Imports of LNG by Japan, the world's biggest user, hit their highest in at least five years in January amid freezing weather and an outage for maintenance work at a nuclear reactor, according to consultancy EnergyQuest.
Chinese LNG demand has been surging on government-mandated coal-to-gas switching to improve air quality. Temporary production shutdowns at LNG export plants in Russia, Angola and Malaysia have also helped support spot prices early in 2018.
The Australian government's deal in early October with Queensland's LNG producers secured an agreement by the three export ventures to make gas available to east coast domestic customers before selling it on the spot market in Asia. The competition watchdog then started publishing a "reference price" for domestic gas based on the LNG spot price in Asia, putting pressure on the Queensland ventures to reduce local prices towards that level.
But that reference "netback" price – the LNG spot price less gas processing and export costs – has risen as Asian prices have increased. In Japan, prices for LNG spot cargoes rose to their highest for almost three years in January, according to the Japanese government. Stronger oil prices have also driven up LNG contract prices in Asia, making it difficult for east coast domestic gas buyers to compete for supplies.

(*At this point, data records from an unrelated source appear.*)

//! Prometheus metrics: HTTP middleware, business counters and the
//! `/metrics` exporter.

use std::sync::OnceLock;
use std::time::Instant;

use axum::{
    body::Body,
    extract::MatchedPath,
    http::{header, Method, Request, StatusCode},
    middleware::Next,
    response::{IntoResponse, Response},
};
use metrics::{counter, histogram};
use metrics_exporter_prometheus::{BuildError, PrometheusBuilder, PrometheusHandle};

static PROMETHEUS_HANDLE: OnceLock<PrometheusHandle> = OnceLock::new();

/// Records `http_requests_total` and `http_request_duration_seconds`.
///
/// The path label uses the matched route template so IDs do not explode
/// label cardinality.
pub async fn metrics_middleware(req: Request<Body>, next: Next) -> Response {
    let start = Instant::now();
    let method = method_to_str(req.method());
    let path = req
        .extensions()
        .get::<MatchedPath>()
        .map(|p| p.as_str().to_string())
        .unwrap_or_else(|| "unmatched".to_string());

    let response = next.run(req).await;

    counter!(
        "http_requests_total",
        "method" => method,
        "path" => path.clone(),
        "status" => response.status().as_u16().to_string()
    )
    .increment(1);

    histogram!(
        "http_request_duration_seconds",
        "method" => method,
        "path" => path
    )
    .record(start.elapsed().as_secs_f64());

    response
}

fn method_to_str(method: &Method) -> &'static str {
    match *method {
        Method::GET => "GET",
        Method::POST => "POST",
        Method::PUT => "PUT",
        Method::DELETE => "DELETE",
        Method::PATCH => "PATCH",
        Method::HEAD => "HEAD",
        Method::OPTIONS => "OPTIONS",
        _ => "OTHER",
    }
}

pub fn record_user_registered() {
    counter!("users_registered_total").increment(1);
}

pub fn record_group_created() {
    counter!("groups_created_total").increment(1);
}

/// `source` is `public`, `invitation` or `admin`.
pub fn record_member_joined(source: &'static str) {
    counter!("group_members_joined_total", "source" => source).increment(1);
}

pub fn record_invitation_created() {
    counter!("invitations_created_total").increment(1);
}

pub fn record_invitation_expired() {
    counter!("invitations_expired_total").increment(1);
}

pub fn record_competition_created() {
    counter!("competitions_created_total").increment(1);
}

pub fn record_rating_submitted() {
    counter!("ratings_submitted_total").increment(1);
}

/// Serves the Prometheus text format.
pub async fn metrics_handler() -> impl IntoResponse {
    match PROMETHEUS_HANDLE.get() {
        Some(handle) => (
            StatusCode::OK,
            [(header::CONTENT_TYPE, "text/plain; version=0.0.4")],
            handle.render(),
        ),
        None => (
            StatusCode::SERVICE_UNAVAILABLE,
            [(header::CONTENT_TYPE, "text/plain")],
            "Metrics not initialized".to_string(),
        ),
    }
}

/// Installs the global Prometheus recorder. Calling it twice is a no-op.
pub fn init_metrics() -> Result<(), BuildError> {
    if PROMETHEUS_HANDLE.get().is_some() {
        return Ok(());
    }

    let handle = PrometheusBuilder::new()
        .set_buckets(&[0.001, 0.005, 0.01, 0.05, 0.1, 0.2, 0.5, 1.0, 2.0, 5.0])?
        .install_recorder()?;

    let _ = PROMETHEUS_HANDLE.set(handle);
    Ok(())
}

At the same time, greater demand for gas on the east coast for use in power generation over the hot summer months after the shutdown of Hazelwood last year has pushed up domestic gas prices, noted EnergyQuest principal Graeme Bethune. While Queensland's LNG exports dipped slightly last month, east coast domestic prices mostly rose, with the average price in NSW, for example, surging 30 per cent to $9.48 a gigajoule, but still remaining below the equivalent export price.

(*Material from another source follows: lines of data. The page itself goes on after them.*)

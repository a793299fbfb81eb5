//! Group invitation models.
//!
//! An invitation is a random token granting join rights to one group. It is
//! active until it expires or is revoked, and once deactivated it stays so.

use chrono::{DateTime, Duration, Utc};
use serde::{Deserialize, Serialize};
use uuid::Uuid;

use super::group::{GroupPrivacy, GroupRole};

/// Lifetime of a freshly issued invitation.
pub const INVITATION_TTL_DAYS: i64 = 7;

/// A time-limited join token for a group.
#[derive(Debug, Clone, PartialEq, Serialize, Deserialize)]
#[serde(rename_all = "snake_case")]
pub struct GroupInvitation {
    pub token: Uuid,
    pub group_id: Uuid,
    pub created_by: Uuid,
    pub created_at: DateTime<Utc>,
    pub expires_at: Option<DateTime<Utc>>,
    pub is_active: bool,
}

/// Observable state of an invitation at a given instant.
#[derive(Debug, Clone, Copy, PartialEq, Eq, Serialize)]
#[serde(rename_all = "lowercase")]
pub enum InvitationState {
    Active,
    /// Still flagged active but past its expiry; not yet persisted.
    Expired,
    Deactivated,
}

impl GroupInvitation {
    pub fn state(&self, now: DateTime<Utc>) -> InvitationState {
        if !self.is_active {
            InvitationState::Deactivated
        } else if is_expired(self, now) {
            InvitationState::Expired
        } else {
            InvitationState::Active
        }
    }
}

/// True when the invitation has an expiry and `now` is past it.
pub fn is_expired(invitation: &GroupInvitation, now: DateTime<Utc>) -> bool {
    invitation.expires_at.is_some_and(|expires_at| now > expires_at)
}

/// Expiry for an invitation issued at `issued_at`.
pub fn expiry_from(issued_at: DateTime<Utc>) -> DateTime<Utc> {
    issued_at + Duration::days(INVITATION_TTL_DAYS)
}

/// Input for persisting an invitation.
#[derive(Debug, Clone)]
pub struct NewInvitation {
    pub token: Uuid,
    pub group_id: Uuid,
    pub created_by: Uuid,
    pub created_at: DateTime<Utc>,
    pub expires_at: Option<DateTime<Utc>>,
}

/// Group info shown to someone holding an invitation.
#[derive(Debug, Clone, PartialEq, Serialize)]
#[serde(rename_all = "snake_case")]
pub struct InvitedGroupInfo {
    pub id: Uuid,
    pub name: String,
    pub description: String,
    pub privacy: GroupPrivacy,
    pub member_count: i64,
}

/// Result of verifying an invitation.
#[derive(Debug, Clone, Serialize)]
#[serde(rename_all = "snake_case")]
pub struct VerifyInvitationResponse {
    pub group: InvitedGroupInfo,
    pub expires_at: Option<DateTime<Utc>>,
    pub already_member: bool,
}

/// Result of joining through an invitation.
#[derive(Debug, Clone, Serialize)]
#[serde(rename_all = "snake_case")]
pub struct JoinInvitationResponse {
    pub group_id: Uuid,
    pub already_member: bool,
    pub role: GroupRole,
    pub joined_at: DateTime<Utc>,
}

/// Response after creating an invitation.
#[derive(Debug, Clone, Serialize)]
#[serde(rename_all = "snake_case")]
pub struct CreateInvitationResponse {
    pub token: Uuid,
    pub group_id: Uuid,
    pub created_by: Uuid,
    pub created_at: DateTime<Utc>,
    pub expires_at: Option<DateTime<Utc>>,
    pub invite_url: String,
}

impl CreateInvitationResponse {
    pub fn new(invitation: GroupInvitation, base_url: &str) -> Self {
        let invite_url = format!(
            "{}/invitations/{}",
            base_url.trim_end_matches('/'),
            invitation.token
        );
        Self {
            token: invitation.token,
            group_id: invitation.group_id,
            created_by: invitation.created_by,
            created_at: invitation.created_at,
            expires_at: invitation.expires_at,
            invite_url,
        }
    }
}

/// Invitation entry in an admin listing.
#[derive(Debug, Clone, Serialize)]
#[serde(rename_all = "snake_case")]
pub struct InvitationSummary {
    pub token: Uuid,
    pub created_by: Uuid,
    pub created_at: DateTime<Utc>,
    pub expires_at: Option<DateTime<Utc>>,
}

impl From<GroupInvitation> for InvitationSummary {
    fn from(invitation: GroupInvitation) -> Self {
        Self {
            token: invitation.token,
            created_by: invitation.created_by,
            created_at: invitation.created_at,
            expires_at: invitation.expires_at,
        }
    }
}

#[derive(Debug, Clone, Serialize)]
#[serde(rename_all = "snake_case")]
pub struct ListInvitationsResponse {
    pub data: Vec<InvitationSummary>,
}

Some manufacturers in the eastern states say they need gas much closer to $5-$6 a gigajoule to remain profitable.
"The tightening of the LNG market has important implications for Australian domestic gas policy to the extent that the ACCC's arguments about why LNG producers should divert gas to the domestic market assume that there is an LNG glut," EnergyQuest said in its newly released January report.
'It presents little utility to industrial gas buyers'
The oversupply in Asian LNG that many had expected to plague the market in 2017 because of new plant start-ups has not eventuated, with Ben van Beurden, chief executive of the world's biggest LNG player, Shell, telling investors this month the supposed glut is "conspicuously absent".
Canberra's deal with the Queensland exporters has added to administrative costs for exporters, which essentially have to offer gas to exporters for up to two months before they can sell a spot LNG cargo overseas, said Saul Kavonic at consultancy Wood Mackenzie.
"This does prove an administrative burden," Mr Kavonic said. "And it presents little utility to industrial gas buyers who need consistent supply security and can't rely on short-term gas made available on an ad hoc basis like this."
Wood Mackenzie is warning that the risk of an industrial gas buyer on the east coast having to close down remains "high" as they find themselves unable to compete in the absence of their historically cheap gas supply costs.
A recent report commissioned by the federal government found that gas prices for large industrial buyers eased in 2017 but that small industrial users that typically secure supplies through retailers were still seeing prices head north. In Victoria, prices for small industrial users almost tripled between 2015 and 2017 when they averaged $13.35 a gigajoule, the report found.
EnergyQuest found that Australia's export revenues from LNG jumped 8 per cent last year to about $2.7 billion, with Queensland revenues from gas exports reaching $600 million.